In fact, there are many portraits by British painters (or Europeans represented in England) in which the heads of all subjects are placed on or below the midline of the painting, with other major visual elements above the heads.

Portrait by Alastair Adams

Portrait by Rene Tweehuysen

Title: Homan Potterton, Director of the National Gallery, Dublin Size: 30 x 40 inches Medium: Oil Year Painted: 1987 Collection: Private

Portrait by Andrew Festing

Portrait by Tom Wood

Portrait by Vincent Yorke

Portrait by Oisin Roche

British-represented European artists are also unafraid to allow vast space above their subjects’ heads. They are able to do this without diminishing the importance of the subject, but adding to it.

Portrait by Heidi Harrington

Portrait by Laurence Kell

Portrait by Heidi Harrington

Yuqi Wang, represented by British CommissionAPortrait.com, trained in China and now based in New York, is a master of this technique.

Portrait by Yuqi Wang

Another very effective British/European variant allots a lot of space above the subject’s head, with another dramatic visual element off to the upper side.

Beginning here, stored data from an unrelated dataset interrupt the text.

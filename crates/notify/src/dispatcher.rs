//! Applies delivery throttling and dedup, then hands at most one
//! formatted message per cycle to the channel.
//!
//! Rejections (cooldown, dedup, missing context) are normal outcomes,
//! reported with a reason and logged at debug, never as faults. Only a
//! successful send consumes the one-message budget and mutates state;
//! a failed send leaves the dispatch state untouched so the candidate
//! stays retryable on a later cycle.

use std::collections::HashMap;

use chrono::Duration;

use herald_core::{AlertKind, CandidateAlert, MemoryStore, StateStore};

use crate::context::AlertContext;
use crate::render::render_message;
use crate::state::DispatchState;
use crate::traits::{Channel, DispatchOutcome, SkipReason};

/// Fixed dispatch priority; independent of any score.
fn priority(kind: AlertKind) -> u8 {
    match kind {
        AlertKind::MarketShift => 0,
        AlertKind::WhaleActivity => 1,
        AlertKind::HighImpactNews => 2,
    }
}

/// Consumes one cycle's candidate alerts and delivers at most one message.
pub struct Dispatcher<S: StateStore<DispatchState> = MemoryStore<DispatchState>> {
    channel: Box<dyn Channel>,
    store: S,
    cooldown: Duration,
}

impl Dispatcher<MemoryStore<DispatchState>> {
    /// Dispatcher with the reference in-memory state store.
    pub fn in_memory(channel: Box<dyn Channel>, cooldown: Duration) -> Self {
        Self::new(channel, MemoryStore::new(), cooldown)
    }
}

impl<S: StateStore<DispatchState>> Dispatcher<S> {
    pub fn new(channel: Box<dyn Channel>, store: S, cooldown: Duration) -> Self {
        Self {
            channel,
            store,
            cooldown,
        }
    }

    /// Dispatch one cycle's candidates.
    ///
    /// Returns one outcome per attempted candidate. After a successful
    /// send the remaining candidates are not attempted: one message per
    /// invocation, across all kinds. The cycle timestamp carried by each
    /// alert is the clock for cooldown checks; the dispatcher never reads
    /// wall-clock time.
    pub async fn dispatch(
        &mut self,
        candidates: &[CandidateAlert],
        contexts: &HashMap<String, AlertContext>,
    ) -> Vec<DispatchOutcome> {
        let mut state = self.store.load();
        let mut outcomes = Vec::new();

        let mut ordered: Vec<&CandidateAlert> = candidates.iter().collect();
        ordered.sort_by_key(|a| priority(a.kind));

        for alert in ordered {
            let now = alert.created_at;

            let Some(ctx) = contexts.get(alert.context_key()) else {
                tracing::debug!(kind = %alert.kind, "no context for candidate, skipping");
                outcomes.push(DispatchOutcome::skipped(alert.kind, SkipReason::MissingContext));
                continue;
            };

            if !state.allows(alert.kind, now, self.cooldown) {
                tracing::debug!(kind = %alert.kind, "channel cooldown active, skipping");
                outcomes.push(DispatchOutcome::skipped(alert.kind, SkipReason::ChannelCooldown));
                continue;
            }

            if let Some(id) = &alert.item_id {
                if state.delivered_news.contains(id) {
                    tracing::debug!(id = %id, "news item already delivered, skipping");
                    outcomes.push(DispatchOutcome::skipped(
                        alert.kind,
                        SkipReason::AlreadyDelivered,
                    ));
                    continue;
                }
            }

            let text = render_message(alert, ctx);

            match self.channel.send(&text).await {
                Ok(delivery) => {
                    state.record_send(alert, now);
                    self.store.save(state);
                    tracing::info!(
                        kind = %alert.kind,
                        channel = self.channel.name(),
                        message_id = ?delivery.message_id,
                        "alert delivered"
                    );
                    outcomes.push(DispatchOutcome::sent(alert.kind, delivery.message_id));
                    // One message per cycle, across the whole system.
                    return outcomes;
                }
                Err(e) => {
                    tracing::warn!(
                        kind = %alert.kind,
                        channel = self.channel.name(),
                        error = %e,
                        "alert delivery failed"
                    );
                    outcomes.push(DispatchOutcome::skipped(
                        alert.kind,
                        SkipReason::SendFailed(e.to_string()),
                    ));
                }
            }
        }

        outcomes
    }

    /// Read-only view of the current dispatch state.
    pub fn state(&self) -> DispatchState {
        self.store.load()
    }
}

#[cfg(test)]
mod tests {
    use super::*;
    use std::sync::atomic::{AtomicUsize, Ordering};
    use std::sync::Arc;

    use chrono::{DateTime, TimeZone, Utc};
    use herald_core::{Bias, Severity};

    use crate::traits::{Delivery, NotifyError};

    struct MockChannel {
        send_count: Arc<AtomicUsize>,
        should_fail: bool,
    }

    #[async_trait::async_trait]
    impl Channel for MockChannel {
        async fn send(&self, _text: &str) -> Result<Delivery, NotifyError> {
            self.send_count.fetch_add(1, Ordering::SeqCst);
            if self.should_fail {
                Err(NotifyError::Api("mock failure".to_string()))
            } else {
                Ok(Delivery {
                    message_id: Some("42".to_string()),
                })
            }
        }
        fn name(&self) -> &str {
            "mock"
        }
    }

    fn mock(should_fail: bool) -> (Box<dyn Channel>, Arc<AtomicUsize>) {
        let count = Arc::new(AtomicUsize::new(0));
        (
            Box::new(MockChannel {
                send_count: count.clone(),
                should_fail,
            }),
            count,
        )
    }

    fn t(secs: i64) -> DateTime<Utc> {
        Utc.timestamp_opt(1_770_000_000 + secs, 0).unwrap()
    }

    fn alert(kind: AlertKind, item_id: Option<&str>, at: DateTime<Utc>) -> CandidateAlert {
        CandidateAlert {
            kind,
            severity: Severity::Notable,
            title: format!("{kind} fired"),
            body: "details".to_string(),
            score: Some(1.0),
            item_id: item_id.map(str::to_string),
            created_at: at,
        }
    }

    fn contexts_for(alerts: &[CandidateAlert]) -> HashMap<String, AlertContext> {
        alerts
            .iter()
            .map(|a| {
                (
                    a.context_key().to_string(),
                    AlertContext {
                        symbol: "BTC".to_string(),
                        bias: Bias::Neutral,
                        category: None,
                    },
                )
            })
            .collect()
    }

    fn cooldown() -> Duration {
        Duration::seconds(3600)
    }

    #[tokio::test]
    async fn single_dispatch_per_cycle() {
        let (channel, count) = mock(false);
        let mut dispatcher = Dispatcher::in_memory(channel, cooldown());

        let candidates = vec![
            alert(AlertKind::HighImpactNews, Some("n1"), t(0)),
            alert(AlertKind::MarketShift, None, t(0)),
            alert(AlertKind::WhaleActivity, None, t(0)),
        ];
        let outcomes = dispatcher.dispatch(&candidates, &contexts_for(&candidates)).await;

        // Market wins on priority; the others are never attempted.
        assert_eq!(count.load(Ordering::SeqCst), 1);
        assert_eq!(outcomes.len(), 1);
        assert!(outcomes[0].dispatched);
        assert_eq!(outcomes[0].kind, AlertKind::MarketShift);
        assert_eq!(outcomes[0].message_id.as_deref(), Some("42"));
    }

    #[tokio::test]
    async fn missing_context_falls_through_to_next_candidate() {
        let (channel, count) = mock(false);
        let mut dispatcher = Dispatcher::in_memory(channel, cooldown());

        let candidates = vec![
            alert(AlertKind::MarketShift, None, t(0)),
            alert(AlertKind::WhaleActivity, None, t(0)),
        ];
        // Context only for the whale alert.
        let mut contexts = contexts_for(&candidates);
        contexts.remove("market_shift");

        let outcomes = dispatcher.dispatch(&candidates, &contexts).await;
        assert_eq!(outcomes.len(), 2);
        assert_eq!(outcomes[0].reason, Some(SkipReason::MissingContext));
        assert!(outcomes[1].dispatched);
        assert_eq!(outcomes[1].kind, AlertKind::WhaleActivity);
        assert_eq!(count.load(Ordering::SeqCst), 1);
    }

    #[tokio::test]
    async fn send_failure_leaves_state_untouched_and_retryable() {
        let (channel, _) = mock(true);
        let mut dispatcher = Dispatcher::in_memory(channel, cooldown());

        let candidates = vec![alert(AlertKind::HighImpactNews, Some("n1"), t(0))];
        let outcomes = dispatcher.dispatch(&candidates, &contexts_for(&candidates)).await;

        assert!(!outcomes[0].dispatched);
        assert!(matches!(
            outcomes[0].reason,
            Some(SkipReason::SendFailed(_))
        ));

        let state = dispatcher.state();
        assert!(state.last_sent_any.is_none());
        assert!(state.last_sent_by_kind.is_empty());
        assert!(state.delivered_news.is_empty());
    }

    #[tokio::test]
    async fn failed_send_is_retryable_next_cycle() {
        let (channel, _) = mock(true);
        let mut dispatcher = Dispatcher::in_memory(channel, cooldown());
        let candidates = vec![alert(AlertKind::HighImpactNews, Some("n1"), t(0))];
        dispatcher.dispatch(&candidates, &contexts_for(&candidates)).await;

        // Swap in a working channel, same state store semantics: a fresh
        // dispatcher seeded with the untouched state still delivers.
        let (channel, count) = mock(false);
        let mut dispatcher = Dispatcher::new(
            channel,
            MemoryStore::with_state(dispatcher.state()),
            cooldown(),
        );
        let retry = vec![alert(AlertKind::HighImpactNews, Some("n1"), t(300))];
        let outcomes = dispatcher.dispatch(&retry, &contexts_for(&retry)).await;
        assert!(outcomes[0].dispatched);
        assert_eq!(count.load(Ordering::SeqCst), 1);
    }

    #[tokio::test]
    async fn channel_cooldown_blocks_across_kinds() {
        let (channel, count) = mock(false);
        let mut dispatcher = Dispatcher::in_memory(channel, cooldown());

        let first = vec![alert(AlertKind::MarketShift, None, t(0))];
        dispatcher.dispatch(&first, &contexts_for(&first)).await;

        // A different kind within the window: global cooldown holds it.
        let second = vec![alert(AlertKind::WhaleActivity, None, t(600))];
        let outcomes = dispatcher.dispatch(&second, &contexts_for(&second)).await;
        assert_eq!(outcomes[0].reason, Some(SkipReason::ChannelCooldown));
        assert_eq!(count.load(Ordering::SeqCst), 1);

        // Past the window it goes through.
        let third = vec![alert(AlertKind::WhaleActivity, None, t(3700))];
        let outcomes = dispatcher.dispatch(&third, &contexts_for(&third)).await;
        assert!(outcomes[0].dispatched);
    }

    #[tokio::test]
    async fn delivered_news_never_resent() {
        let (channel, count) = mock(false);
        let mut dispatcher = Dispatcher::in_memory(channel, cooldown());

        let first = vec![alert(AlertKind::HighImpactNews, Some("n1"), t(0))];
        dispatcher.dispatch(&first, &contexts_for(&first)).await;
        assert!(dispatcher.state().delivered_news.contains("n1"));

        // Same item past the cooldown window: delivery-level dedup holds.
        let again = vec![alert(AlertKind::HighImpactNews, Some("n1"), t(7200))];
        let outcomes = dispatcher.dispatch(&again, &contexts_for(&again)).await;
        assert_eq!(outcomes[0].reason, Some(SkipReason::AlreadyDelivered));
        assert_eq!(count.load(Ordering::SeqCst), 1);
    }

    #[tokio::test]
    async fn empty_candidate_list_is_a_noop() {
        let (channel, count) = mock(false);
        let mut dispatcher = Dispatcher::in_memory(channel, cooldown());
        let outcomes = dispatcher.dispatch(&[], &HashMap::new()).await;
        assert!(outcomes.is_empty());
        assert_eq!(count.load(Ordering::SeqCst), 0);
    }
}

Title: Sir Eric Anderson, Kt, Provost of Eton Size: 152 x 107 cm Medium: Oil Year Painted: 2004 Collection: Eton College

Portrait by Paul Brason

Portrait by Marilyn Bailey

Portrait by Rene Tweehuysen

Portrait by Andrew Tift

Title: Simone Size: 74 x 61 cm Medium: Oil Year Painted: 2004 Collection: Private

Portrait by Michael Reynolds

Title: Richard King, Sculptor Size: 102 x 76 cm Medium: Oil Year Painted: 2002 Collection: Private

Portait by Jeff Stultiens

In contrast, I’ve come across very few American portraitists who place all the subjects in a given painting low on the canvas. Yet when they do, they are as likely to produce magnificent paintings as the Europeans do. These two, of J. Lindsay Embrey and William Paley, are by Portraits, Inc artists (artists are not identified on this website).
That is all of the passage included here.